In our study, three RPLN recurrences (1.6%) occurred among 189 patients with OPC who showed no evidence of RPLN metastasis at initial diagnosis. Of the three patients with recurrence, the RPLNs of one (1/144, 0.07%) was treated and those of the others (2/45, 4.4%) were untreated. One patient in the high RPLN-spared group developed RPLN recurrence with pulmonary lymphangitic metastasis. In this patient, there was a short distance (≤1 cm) from the primary GTV to the high RPLN. Retrospectively, we believe this patient would have benefited from high RPLN treatment. Another patient in the high RPLN-spared group developed RPLN recurrence and subsequent level II nodal failure at 50 and 62 months after RT, respectively. This patient underwent SBRT to treat isolated RPLN recurrence. After SBRT, there was no evidence of RPLN recurrence until the last follow-up. However, this patient developed level II recurrence with extracapsular extension and underwent modified radical neck dissection and postoperative CCRT without RPLN treatment. Currently, there is no evidence of recurrence or severe toxicity after the third course of RT. Historically, RPLN recurrence was considered difficult to salvage. Modern radiotherapy techniques make it possible for RPLN re-irradiation with tolerable toxicity and good local control [27,28]. However, treatment for RPLN failure is still challenging because of its close proximity to critical structures such as the carotid artery, and careful patient selection is necessary to ensure safe outcomes following RPLN sparing [22,28,29].

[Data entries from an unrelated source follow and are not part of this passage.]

//! Mock Tezos node and remote signer for integration tests.
#![allow(dead_code)]

use axum::{
    extract::{Path, State},
    http::StatusCode,
    response::{IntoResponse, Response},
    routing::{get, post},
    Json, Router,
};
use serde_json::{json, Value};
use std::collections::HashMap;
use std::path::Path as FsPath;
use std::sync::atomic::{AtomicU64, Ordering};
use std::sync::{Arc, Mutex};
use std::time::Duration;
use tokio::net::TcpListener;

use kraznik_mint::blockchain::types::Network;
use kraznik_mint::config::{MintConfig, NetworkConfig};

pub const CHAIN_ID: &str = "NetXmockChain";
pub const PKH: &str = "tz1VSUr8wwNhLAzempoch5d6hLRiTh8Cjcjb";
pub const PUBLIC_KEY: &str = "edpkvGfYw3LyB1UcCahKQk4rF2tvbMUk8GFiTuMjL75uGXrpvKXhjn";
pub const CONTRACT: &str = "KT1C6bQhy4gSSt3HYd1E6xUoHV5ZMUbkRY38";
pub const OP_HASH: &str = "ooYympR9wfV98X4MUHtE78NjXYRDeMTAD4ei7zEZDqoHv2rfb1M";
pub const FORGED: &str = "a1b2c3d4e5f6";
pub const START_LEVEL: u64 = 100;

/// Bind a local port and serve `router` on it in the background.
async fn serve(router: Router) -> String {
    let listener = TcpListener::bind("127.0.0.1:0").await.unwrap();
    let addr = listener.local_addr().unwrap();
    tokio::spawn(async move {
        axum::serve(listener, router).await.unwrap();
    });
    format!("http://{}", addr)
}

/// Script JSON of a KraznikCollections-like contract.
pub fn script_json(minted: u64, max_purchase: u64, mint_price: u64) -> Value {
    let tokens: Vec<Value> = (0..minted).map(|i| json!({"int": i.to_string()})).collect();
    json!({
        "code": [
            {"prim": "parameter", "args": [{"prim": "or", "args": [
                {"prim": "pair", "args": [
                    {"prim": "nat", "annots": ["%purchase_quantity"]},
                    {"prim": "list", "args": [{"prim": "map", "args": [{"prim": "string"}, {"prim": "bytes"}]}], "annots": ["%token_metadatas"]}
                ], "annots": ["%mint"]},
                {"prim": "bool", "annots": ["%set_pause"]}
            ]}]},
            {"prim": "storage", "args": [{"prim": "pair", "args": [
                {"prim": "pair", "args": [
                    {"prim": "nat", "annots": ["%MAX_PURCHASE"]},
                    {"prim": "nat", "annots": ["%MAX_SUPPLY"]}
                ]},
                {"prim": "pair", "args": [
                    {"prim": "mutez", "annots": ["%MINT_PRICE"]},
                    {"prim": "pair", "args": [
                        {"prim": "address", "annots": ["%administrator"]},
                        {"prim": "pair", "args": [
                            {"prim": "set", "args": [{"prim": "nat"}], "annots": ["%all_tokens"]},
                            {"prim": "bool", "annots": ["%paused"]}
                        ]}
                    ]}
                ]}
            ]}]},
            {"prim": "code", "args": [[]]}
        ],
        "storage": {"prim": "Pair", "args": [
            {"prim": "Pair", "args": [{"int": max_purchase.to_string()}, {"int": "10000"}]},
            {"prim": "Pair", "args": [
                {"int": mint_price.to_string()},
                {"prim": "Pair", "args": [
                    {"string": "tz1admin"},
                    {"prim": "Pair", "args": [tokens, {"prim": "False"}]}
                ]}
            ]}
        ]}
    })
}

/// State of the mock node. Injection bakes a new block holding the operation.
pub struct NodeState {
    pub head_level: AtomicU64,
    pub minted: AtomicU64,
    pub max_purchase: u64,
    pub mint_price: u64,
    pub balance: u64,
    pub revealed: bool,
    pub fail_operation: bool,
    /// Time between injection and the block including the operation.
    pub inclusion_delay: Duration,
    pub forged: Mutex<Vec<Value>>,
    pub injected: Mutex<Vec<String>>,
    blocks: Mutex<HashMap<u64, Value>>,
}

impl NodeState {
    pub fn new(minted: u64, max_purchase: u64, mint_price: u64) -> Self {
        Self {
            head_level: AtomicU64::new(START_LEVEL),
            minted: AtomicU64::new(minted),
            max_purchase,
            mint_price,
            balance: 250_000_000,
            revealed: false,
            fail_operation: false,
            inclusion_delay: Duration::ZERO,
            forged: Mutex::new(Vec::new()),
            injected: Mutex::new(Vec::new()),
            blocks: Mutex::new(HashMap::new()),
        }
    }

    pub fn failing(mut self) -> Self {
        self.fail_operation = true;
        self
    }

    pub fn slow(mut self, inclusion_delay: Duration) -> Self {
        self.inclusion_delay = inclusion_delay;
        self
    }

    pub fn minted(&self) -> u64 {
        self.minted.load(Ordering::SeqCst)
    }
}

/// Quantity of the mint call in a forge request body.
fn forged_quantity(body: &Value) -> u64 {
    body["contents"]
        .as_array()
        .into_iter()
        .flatten()
        .filter(|c| c["kind"] == "transaction")
        .filter_map(|c| c["parameters"]["value"]["args"][0]["int"].as_str())
        .filter_map(|q| q.parse::<u64>().ok())
        .sum()
}

async fn chain_id() -> Json<&'static str> {
    Json(CHAIN_ID)
}

async fn header(State(state): State<Arc<NodeState>>) -> Json<Value> {
    let level = state.head_level.load(Ordering::SeqCst);
    Json(json!({
        "hash": format!("BLmockBlock{}", level),
        "level": level,
        "chain_id": CHAIN_ID,
    }))
}

async fn contract_field(
    State(state): State<Arc<NodeState>>,
    Path((_block, address, field)): Path<(String, String, String)>,
) -> Response {
    match field.as_str() {
        "balance" => Json(json!(state.balance.to_string())).into_response(),
        "counter" => Json(json!("41")).into_response(),
        "manager_key" if state.revealed => Json(json!(PUBLIC_KEY)).into_response(),
        "manager_key" => Json(Value::Null).into_response(),
        "script" if address == CONTRACT => Json(script_json(
            state.minted(),
            state.max_purchase,
            state.mint_price,
        ))
        .into_response(),
        _ => (StatusCode::NOT_FOUND, Json(json!([]))).into_response(),
    }
}

async fn operations(
    State(state): State<Arc<NodeState>>,
    Path((level, _pass)): Path<(u64, u32)>,
) -> Json<Value> {
    let blocks = state.blocks.lock().unwrap();
    Json(blocks.get(&level).cloned().unwrap_or_else(|| json!([])))
}

async fn forge(State(state): State<Arc<NodeState>>, Json(body): Json<Value>) -> Json<Value> {
    state.forged.lock().unwrap().push(body);
    Json(json!(FORGED))
}

/// Bake a block holding the last injected operation.
fn bake(state: &NodeState) {
    let status = if state.fail_operation { "backtracked" } else { "applied" };
    let level = state.head_level.fetch_add(1, Ordering::SeqCst) + 1;
    state.blocks.lock().unwrap().insert(
        level,
        json!([{
            "hash": OP_HASH,
            "contents": [{
                "kind": "transaction",
                "metadata": {"operation_result": {"status": status}}
            }]
        }]),
    );

    if !state.fail_operation {
        let quantity = state.forged.lock().unwrap().last().map(forged_quantity).unwrap_or(0);
        state.minted.fetch_add(quantity, Ordering::SeqCst);
    }
}

async fn inject(State(state): State<Arc<NodeState>>, Json(signed): Json<String>) -> Json<Value> {
    state.injected.lock().unwrap().push(signed);

    if state.inclusion_delay.is_zero() {
        bake(&state);
    } else {
        let state = state.clone();
        tokio::spawn(async move {
            tokio::time::sleep(state.inclusion_delay).await;
            bake(&state);
        });
    }
    Json(json!(OP_HASH))
}

pub struct MockNode {
    pub url: String,
    pub state: Arc<NodeState>,
}

/// Start a mock node RPC server.
pub async fn start_node(state: NodeState) -> MockNode {
    let state = Arc::new(state);
    let router = Router::new()
        .route("/chains/main/chain_id", get(chain_id))
        .route("/chains/main/blocks/{block}/header", get(header))
        .route(
            "/chains/main/blocks/{block}/context/contracts/{address}/{field}",
            get(contract_field),
        )
        .route("/chains/main/blocks/{block}/operations/{pass}", get(operations))
        .route("/chains/main/blocks/{block}/helpers/forge/operations", post(forge))
        .route("/injection/operation", post(inject))
        .with_state(state.clone());
    MockNode {
        url: serve(router).await,
        state,
    }
}

/// Base58check signature the mock signer returns.
pub fn mock_signature() -> String {
    let mut bytes = vec![9, 245, 205, 134, 18];
    bytes.extend_from_slice(&[7u8; 64]);
    bs58::encode(bytes).with_check().into_string()
}

pub struct SignerState {
    pub pkh: String,
    pub sign_requests: Mutex<Vec<String>>,
}

async fn public_key(State(state): State<Arc<SignerState>>, Path(pkh): Path<String>) -> Response {
    if pkh != state.pkh {
        return (StatusCode::NOT_FOUND, "unknown key").into_response();
    }
    Json(json!({ "public_key": PUBLIC_KEY })).into_response()
}

async fn sign(
    State(state): State<Arc<SignerState>>,
    Path(pkh): Path<String>,
    Json(payload): Json<String>,
) -> Response {
    if pkh != state.pkh {
        return (StatusCode::NOT_FOUND, "unknown key").into_response();
    }
    state.sign_requests.lock().unwrap().push(payload);
    Json(json!({ "signature": mock_signature() })).into_response()
}

pub struct MockSigner {
    pub url: String,
    pub state: Arc<SignerState>,
}

/// Start a mock remote signer holding the key of `pkh`.
pub async fn start_signer(pkh: &str) -> MockSigner {
    let state = Arc::new(SignerState {
        pkh: pkh.to_string(),
        sign_requests: Mutex::new(Vec::new()),
    });
    let router = Router::new()
        .route("/keys/{pkh}", get(public_key).post(sign))
        .with_state(state.clone());
    MockSigner {
        url: serve(router).await,
        state,
    }
}

pub fn network_config(node_url: &str) -> NetworkConfig {
    NetworkConfig {
        network: Network::Custom,
        rpc_url: node_url.to_string(),
        chain_id: Some(CHAIN_ID.to_string()),
        rpc_timeout_secs: 5,
        confirmation_blocks: 1,
        confirmation_timeout_secs: 5,
        confirmation_poll_ms: 10,
        ..Default::default()
    }
}

/// Configuration pointing at the mocks. `session_dir` holds the session file.
pub fn mint_config(node: &MockNode, signer: &MockSigner, session_dir: Option<&FsPath>) -> MintConfig {
    let mut config = MintConfig::default();
    config.network = network_config(&node.url);
    config.contract.address = CONTRACT.to_string();
    config.wallet.signer_url = signer.url.clone();
    config.wallet.pkh = Some(PKH.to_string());
    config.wallet.signer_timeout_secs = 5;
    config.wallet.session_file =
        session_dir.map(|dir| dir.join("session.json").to_string_lossy().into_owned());
    config
}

Here, we present evidence that RPLN recurrence is rare, and careful sparing of the RPLN helps reduce chronic xerostomia in patients with OPC. Patients in the high RPLN-spared group had a lower ipsilateral parotid dose and, consequently, less chronic xerostomia at 1 year than those in the high RPLN-treated group in entire cohort (grade 0, 35.6% vs. 14.6%; p = 0.014) and matched cohort (grade 0, 43.5% vs. 13.0%; p = 0.023). As sparing of the high RPLN could result in more RPLN recurrences in some settings, the high RPLNs should be treated in patients with risk factors such as posterior pharyngeal wall involvement, bulky nodal burden, and primary tumor mass near the high RPLNs. Further studies are needed to identify the risk factors for RPLN recurrence for ensuring the safety of high RPLN sparing.
Notes
Conflict of Interest
No potential conflict of interest relevant to this article was reported.